Mexican Evil Eye Protection Superstition

My grandmother remembers learning a protection superstition from her mother when she was 8 years old, growing up in Matamoros, Tamaulipas, Mexico. This superstition related to the Evil Eye and its negative effects. She says, “I saw it, even in my family, with my little brother, Frank. He was sitting outside on a blanket, he was like a year and a month. And he was playing there and this man that lived next door came by and said, ‘Oh how cute,’ and started talking to the baby. That night he was burning with fever, so my mother told me, ‘Go get the neighbor, because he probably gave him the evil eye.’ So I went and I got him, and he came over, and my little brother was laying down in bed, and he started praying, and he used to smoke I remember, and he would inhale the smoke from the cigarette and make a little cross with the smoke on his head, on his feet, all over his body. Just crosses over his body with the smoke. And he left. After awhile, Frank was ok. He didn’t have any more fever. And I don’t know if it’s true or not, but I saw it! He got well! It’s probably hard to understand, but it’s the evil eye, they call it.”

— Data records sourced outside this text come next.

use super::*;

fn grid(cols: Vec<Vec<u32>>) -> ActivityGrid {
    ActivityGrid::from_counts(cols).unwrap()
}

#[test]
fn empty_and_all_zero_grids_are_degenerate() {
    assert_eq!(
        NormalizationBounds::compute(&ActivityGrid::default()),
        NormalizationBounds::DEGENERATE
    );
    assert_eq!(
        NormalizationBounds::compute(&grid(vec![vec![0; 7]; 3])),
        NormalizationBounds::DEGENERATE
    );
}

#[test]
fn two_values_clamp_high_above_low() {
    let b = NormalizationBounds::compute(&grid(vec![vec![0, 0, 5, 0, 0, 0, 12]]));
    assert_eq!(b.low, 5.0);
    assert_eq!(b.high, 6.0);
    assert_eq!(b.max, 12.0);
}

#[test]
fn percentiles_use_index_ranks() {
    // 1..=21 -> n = 21, low rank floor(0.1 * 20) = 2, high rank floor(0.95 * 20) = 19.
    let vals: Vec<u32> = (1..=21).rev().collect();
    let b = NormalizationBounds::compute(&grid(vec![vals]));
    assert_eq!(b.low, 3.0);
    assert_eq!(b.high, 20.0);
    assert_eq!(b.max, 21.0);
}

#[test]
fn outlier_does_not_move_high_bound() {
    let mut vals = vec![4u32; 30];
    vals.push(500);
    let b = NormalizationBounds::compute(&grid(vec![vals]));
    assert_eq!(b.high, 5.0);
    assert_eq!(b.max, 500.0);
}

#[test]
fn zero_count_has_zero_height_for_any_bounds() {
    for (lo, hi) in [(0.0, 1.0), (5.0, 6.0), (100.0, 3.0)] {
        assert_eq!(height_from_count(0, lo, hi), 0.0);
    }
}

#[test]
fn height_is_monotonic_within_bounds() {
    let (lo, hi) = (3.0, 20.0);
    let mut prev = height_from_count(3, lo, hi);
    for c in 4..=20 {
        let h = height_from_count(c, lo, hi);
        assert!(h >= prev);
        prev = h;
    }
    assert_eq!(height_from_count(3, lo, hi), MIN_TREE_HEIGHT_PX);
    assert_eq!(height_from_count(20, lo, hi), MAX_TREE_HEIGHT_PX);
    assert_eq!(height_from_count(900, lo, hi), MAX_TREE_HEIGHT_PX);
}

#[test]
fn bounds_height_matches_free_function() {
    let b = NormalizationBounds {
        low: 5.0,
        high: 6.0,
        max: 12.0,
    };
    assert_eq!(b.height_for(5), 28.0);
    assert_eq!(b.height_for(12), 128.0);
}
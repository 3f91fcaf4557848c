use super::*;

#[test]
fn anchor_is_bottom_center_of_cell() {
    let l = GridLayout::default();
    let p = l.anchor(0, 0);
    assert_eq!(p.x, 98.0);
    assert!((p.y - (250.0 + 16.0 * 0.92)).abs() < 1e-9);

    let q = l.anchor(2, 6);
    assert_eq!(q.x, 90.0 + 32.0 + 8.0);
    assert!((q.y - (250.0 + 96.0 + 16.0 * 0.92)).abs() < 1e-9);
}

#[test]
fn bounds_cover_all_cells() {
    let r = GridLayout::default().bounds(53, 7);
    assert_eq!(r.x0, 90.0);
    assert_eq!(r.y0, 250.0);
    assert_eq!(r.x1, 90.0 + 53.0 * 16.0);
    assert_eq!(r.y1, 250.0 + 7.0 * 16.0);
}
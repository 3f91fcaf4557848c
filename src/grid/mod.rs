pub(crate) mod model;
pub(crate) mod stats;
pub(crate) mod synth;
use crate::foundation::{
    core::Canvas,
    error::{ForestError, ForestResult},
};

/// One composited frame.
///
/// `data` is tightly packed RGBA8, row-major, `width * height * 4` bytes. Frames produced by the
/// renderer are premultiplied; sinks convert to straight alpha before encoding.
#[derive(Clone, Debug, PartialEq, Eq)]
pub struct FrameRGBA {
    pub width: u32,
    pub height: u32,
    pub data: Vec<u8>,
    pub premultiplied: bool,
}

impl FrameRGBA {
    pub(crate) fn from_premul(canvas: Canvas, data: Vec<u8>) -> ForestResult<Self> {
        if data.len() != canvas.rgba_len()? {
            return Err(ForestError::render(format!(
                "frame buffer has {} bytes, expected {}x{}x4",
                data.len(),
                canvas.width,
                canvas.height
            )));
        }
        Ok(Self {
            width: canvas.width,
            height: canvas.height,
            data,
            premultiplied: true,
        })
    }

    /// RGBA8 value at `(x, y)`, or `None` outside the frame.
    pub fn pixel(&self, x: u32, y: u32) -> Option<[u8; 4]> {
        if x >= self.width || y >= self.height {
            return None;
        }
        let i = (y as usize * self.width as usize + x as usize) * 4;
        self.data
            .get(i..i + 4)
            .map(|px| [px[0], px[1], px[2], px[3]])
    }
}

#[cfg(test)]
#[path = "../../tests/unit/render/frame.rs"]
mod tests;
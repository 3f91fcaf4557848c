/// Coarse activity tier that restricts which sprite slots may represent a count.
#[derive(Clone, Copy, Debug, PartialEq, Eq, Hash)]
pub enum Bucket {
    /// Counts `<= 2`.
    Small,
    /// Counts `3..=6`.
    Medium,
    /// Counts `>= 7`.
    Large,
}

impl Bucket {
    /// Tier for an activity count.
    pub fn for_count(count: u32) -> Self {
        match count {
            0..=2 => Self::Small,
            3..=6 => Self::Medium,
            _ => Self::Large,
        }
    }

    /// Conceptual sprite slots for this tier.
    ///
    /// Slots index the sprite bank modulo its size, so they are not guaranteed to be distinct
    /// sprites when fewer than eight are loaded.
    pub fn slots(self) -> &'static [usize] {
        match self {
            Self::Small => &[0, 1, 2],
            Self::Medium => &[3, 4, 5],
            Self::Large => &[6, 7],
        }
    }
}

/// Sprite choice for one cell.
#[derive(Clone, Copy, Debug, PartialEq, Eq, Hash)]
pub struct SpriteChoice {
    /// Tier the count fell into.
    pub bucket: Bucket,
    /// Conceptual slot, before wrapping into the sprite bank.
    pub slot: usize,
    /// Mirror the sprite horizontally.
    pub flip: bool,
}

const CELL_MIX: u64 = 17;
const COUNT_MIX: u64 = 13;
const FLIP_MIX: u64 = 2_654_435_761;

/// Pick a sprite slot and orientation for a cell.
///
/// A pure function of `(count, cell_index, seed)`: no generator state, no dependence on frame
/// number or draw order, so a cell keeps its look across every frame it appears in. Arithmetic
/// wraps on `u64` overflow.
pub fn select(count: u32, cell_index: usize, seed: u64) -> SpriteChoice {
    let bucket = Bucket::for_count(count);
    let slots = bucket.slots();
    let idx = cell_index as u64;

    let mix = seed
        .wrapping_add(idx.wrapping_mul(CELL_MIX))
        .wrapping_add(u64::from(count).wrapping_mul(COUNT_MIX));
    let slot = slots[(mix % slots.len() as u64) as usize];

    let flip = (seed.wrapping_add(idx.wrapping_mul(FLIP_MIX)) & 1) == 0;

    SpriteChoice { bucket, slot, flip }
}

#[cfg(test)]
#[path = "../../tests/unit/scene/select.rs"]
mod tests;
use rayon::prelude::*;

use crate::{
    animation::ease::ease_out_cubic,
    assets::sprites::SpriteBank,
    effects::vignette::{VignetteParams, apply_vignette},
    encode::sink::{FrameSink, SinkConfig},
    foundation::{
        core::{Canvas, FrameIndex},
        error::{ForestError, ForestResult},
    },
    grid::{model::ActivityGrid, stats::NormalizationBounds},
    render::{
        compositor::{SceneStyle, SpriteDraw, StaticLayers, draw_sprite},
        frame::FrameRGBA,
        text::{TitleText, system_fontdb},
    },
    scene::{layout::GridLayout, palette::BackgroundKind, select::select},
};

/// Width of the sliding window of cells still growing behind the reveal front.
pub const DAYS_PER_STEP: usize = 14;

/// Reveal front and growth window for one frame.
#[derive(Clone, Copy, Debug, PartialEq, Eq)]
pub struct RevealWindow {
    /// Cells with `index < reveal` are eligible to be drawn.
    pub reveal: usize,
    /// Cells with `index < block_start` are fully grown.
    pub block_start: usize,
}

impl RevealWindow {
    /// `reveal = floor((frame + 1) / frame_count * total_cells)`.
    ///
    /// Once the whole grid is revealed the growth window closes, so the final frame always shows
    /// every tree fully grown.
    pub fn for_frame(frame: FrameIndex, frame_count: u32, total_cells: usize) -> Self {
        let n = u128::from(frame_count.max(1));
        let f = (u128::from(frame.0) + 1).min(n);
        let reveal = (f * total_cells as u128 / n) as usize;
        let block_start = if reveal >= total_cells {
            reveal
        } else {
            reveal.saturating_sub(DAYS_PER_STEP)
        };
        Self {
            reveal,
            block_start,
        }
    }

    pub fn is_revealed(&self, index: usize) -> bool {
        index < self.reveal
    }

    /// Growth factor in `[0, 1]` for a revealed cell.
    pub fn growth(&self, index: usize) -> f64 {
        if index < self.block_start {
            return 1.0;
        }
        let span = DAYS_PER_STEP.saturating_sub(1).max(1) as f64;
        ease_out_cubic((index - self.block_start) as f64 / span)
    }
}

/// Per-frame state of one grid cell.
#[derive(Clone, Copy, Debug, PartialEq)]
pub struct CellState {
    pub column: usize,
    pub row: usize,
    pub count: u32,
    pub index: usize,
    pub revealed: bool,
    /// Zero for unrevealed cells.
    pub growth: f64,
}

/// Every cell of `grid` in iteration order (column outer, row inner) under `window`.
pub fn cell_states(
    grid: &ActivityGrid,
    window: RevealWindow,
) -> impl Iterator<Item = CellState> + '_ {
    grid.cells().map(move |cell| {
        let revealed = window.is_revealed(cell.index);
        CellState {
            column: cell.column,
            row: cell.row,
            count: cell.count,
            index: cell.index,
            revealed,
            growth: if revealed {
                window.growth(cell.index)
            } else {
                0.0
            },
        }
    })
}

/// Everything needed to composite one frame, in back-to-front draw order.
#[derive(Clone, Debug, PartialEq)]
pub struct FramePlan {
    pub frame: FrameIndex,
    pub window: RevealWindow,
    pub draws: Vec<SpriteDraw>,
}

#[derive(Clone, Debug, Default, PartialEq, Eq)]
pub struct RenderThreading {
    /// Render frames on a rayon pool.
    pub parallel: bool,
    /// Worker count; `None` uses rayon's default.
    pub threads: Option<usize>,
}

/// Explicit render parameters. Nothing is read from global state.
#[derive(Clone, Debug, PartialEq)]
pub struct RenderOpts {
    pub canvas: Canvas,
    pub frame_count: u32,
    /// Drives every sprite and orientation choice.
    pub seed: u64,
    pub background: BackgroundKind,
    pub text: TitleText,
    pub layout: GridLayout,
    pub vignette: VignetteParams,
    pub threading: RenderThreading,
}

impl Default for RenderOpts {
    fn default() -> Self {
        Self {
            canvas: Canvas {
                width: 1280,
                height: 720,
            },
            frame_count: 16,
            seed: 42,
            background: BackgroundKind::default(),
            text: TitleText::default(),
            layout: GridLayout::default(),
            vignette: VignetteParams::default(),
            threading: RenderThreading::default(),
        }
    }
}

impl RenderOpts {
    pub fn validate(&self) -> ForestResult<()> {
        Canvas::new(self.canvas.width, self.canvas.height)?;
        if self.frame_count == 0 {
            return Err(ForestError::validation("frame count must be >= 1"));
        }
        if self.layout.cell_px == 0 {
            return Err(ForestError::validation("grid cell size must be >= 1"));
        }
        if self.threading.threads == Some(0) {
            return Err(ForestError::validation(
                "render threading 'threads' must be >= 1 when set",
            ));
        }
        Ok(())
    }
}

/// Renders the frames of one grid with one sprite bank.
///
/// Inputs are borrowed read-only and the frame-independent layers are built once, so any frame can
/// be rendered in any order, or concurrently, with identical results.
pub struct ForestRenderer<'a> {
    grid: &'a ActivityGrid,
    sprites: &'a SpriteBank,
    opts: RenderOpts,
    bounds: NormalizationBounds,
    layers: StaticLayers,
}

impl<'a> ForestRenderer<'a> {
    #[tracing::instrument(
        skip_all,
        fields(
            columns = grid.columns(),
            rows = grid.rows(),
            frames = opts.frame_count,
            seed = opts.seed
        )
    )]
    pub fn new(
        grid: &'a ActivityGrid,
        sprites: &'a SpriteBank,
        opts: RenderOpts,
    ) -> ForestResult<Self> {
        opts.validate()?;
        if sprites.is_empty() {
            return Err(ForestError::no_sprites("sprite bank is empty"));
        }

        let bounds = NormalizationBounds::compute(grid);
        let style = SceneStyle {
            background: opts.background,
            text: &opts.text,
            layout: opts.layout,
            vignette: opts.vignette,
        };
        let layers = StaticLayers::build(
            opts.canvas,
            grid.columns(),
            grid.rows(),
            &style,
            system_fontdb(),
        )?;
        tracing::info!(
            sprites = sprites.len(),
            active_cells = grid.active_cells(),
            "renderer ready"
        );

        Ok(Self {
            grid,
            sprites,
            opts,
            bounds,
            layers,
        })
    }

    pub fn opts(&self) -> &RenderOpts {
        &self.opts
    }

    pub fn bounds(&self) -> NormalizationBounds {
        self.bounds
    }

    pub fn frame_count(&self) -> u32 {
        self.opts.frame_count
    }

    fn check_frame(&self, frame: FrameIndex) -> ForestResult<()> {
        if frame.0 >= u64::from(self.opts.frame_count) {
            return Err(ForestError::validation(format!(
                "frame {} out of range (frame count {})",
                frame.0, self.opts.frame_count
            )));
        }
        Ok(())
    }

    /// Sprites to draw on `frame`, in grid iteration order.
    pub fn plan_frame(&self, frame: FrameIndex) -> ForestResult<FramePlan> {
        self.check_frame(frame)?;
        let window =
            RevealWindow::for_frame(frame, self.opts.frame_count, self.grid.total_cells());

        let draws = cell_states(self.grid, window)
            .filter(|cell| cell.revealed && cell.count > 0)
            .map(|cell| {
                let choice = select(cell.count, cell.index, self.opts.seed);
                SpriteDraw {
                    column: cell.column,
                    row: cell.row,
                    index: cell.index,
                    count: cell.count,
                    slot: choice.slot,
                    sprite: choice.slot % self.sprites.len(),
                    flip: choice.flip,
                    anchor: self.opts.layout.anchor(cell.column, cell.row),
                    target_height: self.bounds.height_for(cell.count),
                    growth: cell.growth,
                }
            })
            .collect();

        Ok(FramePlan {
            frame,
            window,
            draws,
        })
    }

    /// Composite one frame: static base, sprites in plan order, then the vignette.
    pub fn render_frame(&self, frame: FrameIndex) -> ForestResult<FrameRGBA> {
        let plan = self.plan_frame(frame)?;
        let canvas = self.layers.canvas;
        let mut data = self.layers.base.clone();
        for draw in &plan.draws {
            draw_sprite(&mut data, canvas, self.sprites.get_wrapped(draw.sprite), draw)?;
        }
        apply_vignette(&mut data, &self.layers.vignette)?;

        tracing::debug!(frame = frame.0, sprites = plan.draws.len(), "frame rendered");
        FrameRGBA::from_premul(canvas, data)
    }

    /// All frames in order, on a rayon pool when threading is enabled.
    #[tracing::instrument(skip(self), fields(frames = self.opts.frame_count, parallel = self.opts.threading.parallel))]
    pub fn render_frames(&self) -> ForestResult<Vec<FrameRGBA>> {
        let n = u64::from(self.opts.frame_count);
        if !self.opts.threading.parallel {
            return (0..n).map(|f| self.render_frame(FrameIndex(f))).collect();
        }

        let pool = build_thread_pool(self.opts.threading.threads)?;
        let rendered = pool.install(|| {
            (0..n)
                .into_par_iter()
                .map(|f| self.render_frame(FrameIndex(f)))
                .collect::<Vec<_>>()
        });
        rendered.into_iter().collect()
    }

    /// Render every frame into `sink` in order.
    pub fn stream_to(&self, sink: &mut dyn FrameSink, fps: u32) -> ForestResult<()> {
        sink.begin(SinkConfig {
            width: self.opts.canvas.width,
            height: self.opts.canvas.height,
            fps,
        })?;
        if self.opts.threading.parallel {
            for (i, frame) in self.render_frames()?.iter().enumerate() {
                sink.push_frame(FrameIndex(i as u64), frame)?;
            }
        } else {
            for f in 0..u64::from(self.opts.frame_count) {
                let frame = self.render_frame(FrameIndex(f))?;
                sink.push_frame(FrameIndex(f), &frame)?;
            }
        }
        sink.end()
    }
}

/// Render `opts.frame_count` frames of `grid` with `sprites`.
pub fn render_frames(
    grid: &ActivityGrid,
    sprites: &SpriteBank,
    opts: RenderOpts,
) -> ForestResult<Vec<FrameRGBA>> {
    ForestRenderer::new(grid, sprites, opts)?.render_frames()
}

fn build_thread_pool(threads: Option<usize>) -> ForestResult<rayon::ThreadPool> {
    let mut builder = rayon::ThreadPoolBuilder::new();
    if let Some(n) = threads {
        builder = builder.num_threads(n);
    }
    builder
        .build()
        .map_err(|e| ForestError::render(format!("failed to build rayon thread pool: {e}")))
}

#[cfg(test)]
#[path = "../../tests/unit/render/sequencer.rs"]
mod tests;
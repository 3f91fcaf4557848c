use rand::{Rng, SeedableRng};
use rand_xoshiro::Xoshiro256PlusPlus;

use crate::{
    foundation::error::{ForestError, ForestResult},
    grid::model::ActivityGrid,
};

/// Deterministic stand-in grid used when no real activity data is available.
///
/// Activity follows a yearly sine swell with skewed per-day noise and rare bursts. The same
/// `(seed, weeks, days)` always yields the same grid.
pub fn synthetic_grid(seed: u64, weeks: usize, days: usize) -> ForestResult<ActivityGrid> {
    if weeks == 0 || days == 0 {
        return Err(ForestError::validation(
            "synthetic grid must be at least 1x1",
        ));
    }

    let mut rng = Xoshiro256PlusPlus::seed_from_u64(seed);
    let mut columns = Vec::with_capacity(weeks);
    for w in 0..weeks {
        let phase = (w as f64 / weeks as f64) * std::f64::consts::TAU;
        let seasonal = 0.5 + 0.5 * phase.sin();
        let mut col = Vec::with_capacity(days);
        for _ in 0..days {
            let base = rng.random::<f64>().powf(1.8);
            let mut c = ((base * seasonal + 0.15 * rng.random::<f64>()) * 18.0) as u32;
            if rng.random::<f64>() < 0.035 {
                c += 18 + (rng.random::<f64>() * 22.0) as u32;
            }
            col.push(c);
        }
        columns.push(col);
    }

    ActivityGrid::from_counts(columns)
}

#[cfg(test)]
#[path = "../../tests/unit/grid/synth.rs"]
mod tests;
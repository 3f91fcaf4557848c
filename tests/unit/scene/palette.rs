use super::*;

#[test]
fn names_round_trip_through_from_str() {
    for kind in BackgroundKind::ALL {
        assert_eq!(kind.name().parse::<BackgroundKind>().unwrap(), kind);
        assert_eq!(kind.to_string(), kind.name());
    }
    assert_eq!(" Fog ".parse::<BackgroundKind>().unwrap(), BackgroundKind::Fog);
}

#[test]
fn unknown_name_is_validation_error() {
    let err = "aurora".parse::<BackgroundKind>().unwrap_err();
    assert!(matches!(err, ForestError::Validation(_)));
    assert!(err.to_string().contains("misty"));
}

#[test]
fn default_is_misty_and_gradients_are_opaque() {
    assert_eq!(BackgroundKind::default(), BackgroundKind::Misty);
    for kind in BackgroundKind::ALL {
        let (top, bottom) = kind.gradient();
        assert_eq!(top.a, 255);
        assert_eq!(bottom.a, 255);
    }
    let (top, bottom) = BackgroundKind::Sunrise.gradient();
    assert_eq!(top.to_array(), [11, 18, 32, 255]);
    assert_eq!(bottom.to_array(), [27, 111, 138, 255]);
}

#[test]
fn serde_uses_lowercase_names() {
    let json = serde_json::to_string(&BackgroundKind::Twilight).unwrap();
    assert_eq!(json, "\"twilight\"");
    let k: BackgroundKind = serde_json::from_str("\"night\"").unwrap();
    assert_eq!(k, BackgroundKind::Night);
}
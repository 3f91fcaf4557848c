use std::str::FromStr;

use crate::foundation::{
    core::Rgba8Premul,
    error::{ForestError, ForestResult},
};

/// Named two-color vertical background gradient.
#[derive(Clone, Copy, Debug, Default, PartialEq, Eq, Hash, serde::Serialize, serde::Deserialize)]
#[serde(rename_all = "lowercase")]
pub enum BackgroundKind {
    /// Deep blue fading to slate.
    #[default]
    Misty,
    /// Night sky fading to teal.
    Sunrise,
    /// Navy fading to dusk blue.
    Twilight,
    /// Almost black fading to midnight.
    Night,
    /// Flat dark ink.
    Paper,
    /// Barely-there gradient.
    Minimal,
    /// Dark blue fading to green-grey.
    Fog,
}

impl BackgroundKind {
    /// Every kind, in declaration order.
    pub const ALL: [Self; 7] = [
        Self::Misty,
        Self::Sunrise,
        Self::Twilight,
        Self::Night,
        Self::Paper,
        Self::Minimal,
        Self::Fog,
    ];

    /// Lowercase name as used in configuration.
    pub fn name(self) -> &'static str {
        match self {
            Self::Misty => "misty",
            Self::Sunrise => "sunrise",
            Self::Twilight => "twilight",
            Self::Night => "night",
            Self::Paper => "paper",
            Self::Minimal => "minimal",
            Self::Fog => "fog",
        }
    }

    /// `(top, bottom)` gradient stops; both opaque.
    pub fn gradient(self) -> (Rgba8Premul, Rgba8Premul) {
        let ink = Rgba8Premul::opaque(11, 18, 32);
        match self {
            Self::Misty => (ink, Rgba8Premul::opaque(22, 50, 79)),
            Self::Sunrise => (ink, Rgba8Premul::opaque(27, 111, 138)),
            Self::Twilight => (Rgba8Premul::opaque(7, 16, 30), Rgba8Premul::opaque(15, 58, 99)),
            Self::Night => (Rgba8Premul::opaque(6, 11, 20), Rgba8Premul::opaque(11, 24, 48)),
            Self::Paper => (ink, ink),
            Self::Minimal => (ink, Rgba8Premul::opaque(13, 27, 42)),
            Self::Fog => (ink, Rgba8Premul::opaque(19, 78, 74)),
        }
    }
}

impl FromStr for BackgroundKind {
    type Err = ForestError;

    fn from_str(s: &str) -> ForestResult<Self> {
        let s = s.trim();
        Self::ALL
            .into_iter()
            .find(|k| k.name().eq_ignore_ascii_case(s))
            .ok_or_else(|| {
                let known: Vec<&str> = Self::ALL.iter().map(|k| k.name()).collect();
                ForestError::validation(format!(
                    "unknown background '{s}' (expected one of: {})",
                    known.join(", ")
                ))
            })
    }
}

impl std::fmt::Display for BackgroundKind {
    fn fmt(&self, f: &mut std::fmt::Formatter<'_>) -> std::fmt::Result {
        f.write_str(self.name())
    }
}

#[cfg(test)]
#[path = "../../tests/unit/scene/palette.rs"]
mod tests;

Esperanza told the story with little nervous laughs, as if she knew what she was saying sounded funny, but also was so real to her that she had to believe it. When she was asked what she thought about what she saw, she said, “It’s hard to believe, but I saw it that he was burning in fever, he was sick, and then I caught the man, and he prayed, and he was ok after awhile! He was fine! Some people use an egg. They get an egg and make crosses all over the body with a whole egg. Just pray and make crosses on the forehead all over and all that. They crack the egg and put it in water and say, “see? Here’s the Eye. It’s no longer in you” because the yolk would be in the water. I’ve seen all these things and I don’t think they do it anymore but I don’t know… I was young, you know, I used to watch all that, and I don’t know, they jut said someone gave them the Evil Eye and that’s how they cleaned their bodies.”

I think that being exposed to a superstition so young instills a sense of belief in the person who witnesses it, especially if the superstition is adhered to stringently.  My grandmother, many years later during this interview, seemed to begin to doubt the accuracy of what she saw, and the effectiveness of it – yet she never said she no longer believes in the superstition.